To Whom It May Concern:
I’m suicidal. And no, it’s not what you think. I am safe. I am not harming myself. I do not have a plan, and I do not plan on doing anything. But I’m suicidal. And I can’t remember a time when I wasn’t.
People think of things like suicide in such black or white terms. But much like everything else we are so quick to place into categories, being suicidal falls into a gray area for me. Sometimes, I wonder if it does for anybody else. See I can be in a really great mood, right? I could be having the best day of my life. Still, suicidal thoughts will linger. I don’t have to be in a bad mood to be suicidal. I will still have those thoughts if I’m surrounded by the people I love, or if I’m doing something I’m passionate about.
I wake up most mornings thinking I’d be better off dead. But I’m quickly distracted by my husband and son, who are sound asleep next to me. I still feel it, but I try not to give power to it. Throughout the day I am faced with challenges that directly affect my subconscious. Either the suicidal thoughts get louder, or they remain just a feeling.
I should explain better; sometimes being suicidal is different than suicidal thoughts. It’s an actual feeling. The feeling that you have an itch you can’t scratch, that a dark cloud is shrouding you. It’s anxiety and depression, it’s mixed state. You’re drowning, there’s no air, and coming down from that feeling takes so long you think it’s impossible. You have blinders on and you don’t know what’s going to happen next. You just have to push through. And while this feeling is happening, you go through your day, as normal as you can, without feeding the feeling.
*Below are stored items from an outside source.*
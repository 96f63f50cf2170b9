//! Engine error types.

use atelier_commerce::CommerceError;
use atelier_store::StoreError;
use thiserror::Error;

/// Errors surfaced by orchestration operations.
#[derive(Error, Debug, Clone, PartialEq)]
pub enum EngineError {
    /// Domain validation or rule violation.
    #[error(transparent)]
    Commerce(#[from] CommerceError),

    /// Persistence failure.
    #[error(transparent)]
    Store(#[from] StoreError),

    /// A write lost the per-order race twice; the caller should re-read
    /// and retry explicitly.
    #[error("Concurrent update on order {0}, please retry")]
    ConcurrencyConflict(String),

    /// Discount usage race loser.
    #[error("Discount code capacity exhausted: {0}")]
    CapacityExceeded(String),

    /// Role check failure on an admin-gated operation.
    #[error("Role {role} is not allowed to {action}")]
    Unauthorized { role: String, action: String },
}
//! Order lifecycle status.

use serde::{Deserialize, Serialize};

/// Order status.
///
/// The happy path runs strictly forward; `Cancelled` is reachable from any
/// state before `Delivered`. Transitions are admin- or system-triggered,
/// never a free-form client call.
#[derive(Debug, Clone, Copy, PartialEq, Eq, Hash, Serialize, Deserialize, Default)]
pub enum OrderStatus {
    /// Order placed, awaiting payment verification.
    #[default]
    PendingPayment,
    /// Payment verified; production may begin.
    PaymentVerified,
    /// Tailoring in progress.
    InProgress,
    /// Finished work under quality check.
    QualityCheck,
    /// Packed and ready for dispatch.
    ReadyDispatch,
    /// Handed to the courier.
    OutForDelivery,
    /// Delivered to the customer.
    Delivered,
    /// Cancelled.
    Cancelled,
}

impl OrderStatus {
    pub fn as_str(&self) -> &'static str {
        match self {
            OrderStatus::PendingPayment => "pending-payment",
            OrderStatus::PaymentVerified => "payment-verified",
            OrderStatus::InProgress => "in-progress",
            OrderStatus::QualityCheck => "quality-check",
            OrderStatus::ReadyDispatch => "ready-dispatch",
            OrderStatus::OutForDelivery => "out-for-delivery",
            OrderStatus::Delivered => "delivered",
            OrderStatus::Cancelled => "cancelled",
        }
    }

    pub fn display_name(&self) -> &'static str {
        match self {
            OrderStatus::PendingPayment => "Pending Payment",
            OrderStatus::PaymentVerified => "Payment Verified",
            OrderStatus::InProgress => "In Progress",
            OrderStatus::QualityCheck => "Quality Check",
            OrderStatus::ReadyDispatch => "Ready for Dispatch",
            OrderStatus::OutForDelivery => "Out for Delivery",
            OrderStatus::Delivered => "Delivered",
            OrderStatus::Cancelled => "Cancelled",
        }
    }

    /// Check if the order is in a terminal state.
    pub fn is_terminal(&self) -> bool {
        matches!(self, OrderStatus::Delivered | OrderStatus::Cancelled)
    }

    /// Check if the order can still be cancelled.
    pub fn can_cancel(&self) -> bool {
        !self.is_terminal()
    }

    /// Check if `target` is a legal next status from here.
    pub fn can_transition_to(&self, target: OrderStatus) -> bool {
        use OrderStatus::*;
        match (self, target) {
            (PendingPayment, PaymentVerified) => true,
            (PaymentVerified, InProgress) => true,
            (InProgress, QualityCheck) => true,
            (QualityCheck, ReadyDispatch) => true,
            (ReadyDispatch, OutForDelivery) => true,
            (OutForDelivery, Delivered) => true,
            (from, Cancelled) => from.can_cancel(),
            _ => false,
        }
    }
}
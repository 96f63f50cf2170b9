//! Customer-facing order tracking.
//!
//! The tracking view is what an unauthenticated lookup by order number may
//! see: status, history and the delivery estimate. Contact details are
//! masked and payment details never leave the engine.

use atelier_commerce::order::{Order, OrderStatus, StatusEntry};
use serde::{Deserialize, Serialize};

/// Public projection of an order for tracking pages.
#[derive(Debug, Clone, Serialize, Deserialize, PartialEq)]
pub struct TrackingView {
    /// Order number.
    pub order_number: String,
    /// Current status.
    pub status: OrderStatus,
    /// Human-readable status label.
    pub status_label: String,
    /// Transition history, oldest first.
    pub history: Vec<StatusEntry>,
    /// Estimated delivery (Unix timestamp).
    pub estimated_delivery: Option<i64>,
    /// Unix timestamp of order creation.
    pub created_at: i64,
    /// Masked contact email.
    pub email: String,
    /// Masked contact phone.
    pub phone: String,
    /// Total item count.
    pub item_count: i64,
}

impl TrackingView {
    /// Project an order into its public tracking shape.
    pub fn from_order(order: &Order) -> Self {
        Self {
            order_number: order.order_number.clone(),
            status: order.status,
            status_label: order.status.display_name().to_string(),
            history: order.history.clone(),
            estimated_delivery: order.estimated_delivery,
            created_at: order.created_at,
            email: mask_email(&order.email),
            phone: mask_phone(&order.phone),
            item_count: order.lines.iter().map(|l| l.quantity).sum(),
        }
    }
}

/// Keep the first character of the local part and the full domain.
fn mask_email(email: &str) -> String {
    match email.split_once('@') {
        Some((local, domain)) => {
            let first = local.chars().next().map(String::from).unwrap_or_default();
            format!("{}****@{}", first, domain)
        }
        None => "****".to_string(),
    }
}

/// Keep only the last four digits.
fn mask_phone(phone: &str) -> String {
    let digits: Vec<char> = phone.chars().filter(|c| c.is_ascii_digit()).collect();
    if digits.len() <= 4 {
        return "*".repeat(digits.len());
    }
    let tail: String = digits[digits.len() - 4..].iter().collect();
    format!("{}{}", "*".repeat(digits.len() - 4), tail)
}
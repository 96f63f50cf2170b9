//! Order module.
//!
//! Contains the order aggregate, its lines, the pricing breakdown and the
//! lifecycle state machine.

mod order;
mod status;

pub use order::{
    generate_order_number, Order, OrderLine, OrderLineDetail, PaymentRecord, PricingBreakdown,
    StatusEntry,
};
pub use status::OrderStatus;
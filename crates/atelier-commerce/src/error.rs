//! Commerce error types.

use crate::money::Money;
use thiserror::Error;

/// Errors that can occur in order and production workflow operations.
#[derive(Error, Debug, Clone, PartialEq)]
pub enum CommerceError {
    /// Malformed or contradictory input, rejected before any persistence.
    #[error("Validation error: {0}")]
    Validation(String),

    /// Invalid quantity.
    #[error("Invalid quantity: {0}")]
    InvalidQuantity(i64),

    /// Product not found in the catalog.
    #[error("Product not found: {0}")]
    ProductNotFound(String),

    /// Order not found.
    #[error("Order not found: {0}")]
    OrderNotFound(String),

    /// Production queue item not found.
    #[error("Queue item not found: {0}")]
    QueueItemNotFound(String),

    /// Loyalty account not found.
    #[error("Loyalty account not found: {0}")]
    AccountNotFound(String),

    /// A required embroidery axis is missing for a non-none embroidery kind.
    #[error("Embroidery {0} is required when an embroidery kind is selected")]
    MissingEmbroideryDetail(&'static str),

    /// Customer-supplied fabric combined with a store fabric quality/meters.
    #[error("Customer-supplied fabric cannot also specify a fabric quality or meters")]
    FabricContradiction,

    /// Store-sourced fabric missing its quality or meters.
    #[error("Store-sourced fabric requires both quality and meters")]
    MissingFabricDetail,

    /// Unknown or inactive discount code.
    #[error("Invalid discount code: {0}")]
    InvalidDiscountCode(String),

    /// Order subtotal below the code's minimum.
    #[error("Order subtotal {subtotal} is below the {required} minimum for this code")]
    DiscountBelowMinimum { required: Money, subtotal: Money },

    /// Discount code validity window has passed.
    #[error("Discount code expired: {0}")]
    DiscountExpired(String),

    /// Discount code usage limit reached.
    #[error("Discount code usage limit reached: {0}")]
    DiscountUsageExceeded(String),

    /// State machine rule violation.
    #[error("Illegal order transition from {from} to {to}")]
    IllegalTransition { from: String, to: String },

    /// Production stage rule violation.
    #[error("Illegal stage change from {from} to {to}")]
    IllegalStageChange { from: String, to: String },

    /// Redemption would drive the point balance negative.
    #[error("Insufficient points: requested {requested}, available {available}")]
    InsufficientPoints { requested: i64, available: i64 },

    /// Arithmetic overflow in money calculation.
    #[error("Arithmetic overflow in money calculation")]
    Overflow,
}

impl From<serde_json::Error> for CommerceError {
    fn from(e: serde_json::Error) -> Self {
        CommerceError::Validation(e.to_string())
    }
}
Some days are harder than others, and today happens to be one of those days. I know I’m not feeling good, and I’ve taken that into account. But I woke up thinking my family is better off without me. Then I started thinking about finances and my heart sunk a little more. I started thinking about my parents and my depression got worse. And I started thinking about everything my husband does so I can test a career in writing, and God, he can do better than me. It’s not fair to him. If I can’t impress the people surrounding me now, can I face how my son will inevitably feel about me? And I just start crying, because it’s all too much, and I’m just a joke. I feel like I’m drowning, over and over and over again. It would be so much easier to end things, and my family could finally get away from how terrible I am.
The way I feel isn’t a reflection of reality though. I know I have things to live for, I know things will get better. I know my family loves me, and the people who don’t like me don’t matter. In fact, they probably don’t give a shit. I know this feeling will pass. I just wish my mind and my body would work towards getting better.
I’m not bad yet. I haven’t made any attempts in almost two years, and I’m really proud of that. Every attempt I’ve made to take my own life ends the same way; I fade into a sleep, and I do regret my actions. I think I used to romanticize my own death back when I had nothing to lose. Now everything is on the line, and I’m terrified of the day my thoughts will become louder than my voice. But I know realistically it may not always be this way, and I may need to admit myself to the hospital again someday.
I have great plans for my future and for my family. So please don’t worry. I don’t intend to end my life and I’m not self-harming. And if I was, I’d go to the hospital. I wanted to write this so people better understood feeling suicidal. It’s so much more than just one day someone decided to end it. It goes deeper than that. It’s years of torment, even on good days. It mostly doesn’t happen randomly — it’s a build up. I don’t want to die; my subconscious and my illness may disagree, but today my voice is louder, and I will not succumb to the evils of my mind.
People with mental illness live in dark places and gray areas. It’s not something that shuts off and on — it comes in waves, it peaks and it fades. But these feelings are never gone. And I wish more than anything in this world they would disappear. I am a warrior of my own mind, and I will continue defending my inner peace. Every day may be hard; but it makes me stronger every day.
If you or someone you know needs help, please visit the National Suicide Prevention Lifeline. You can also reach the Crisis Text Line by texting “START” to 741-741. Head here for a list of crisis centers around the world.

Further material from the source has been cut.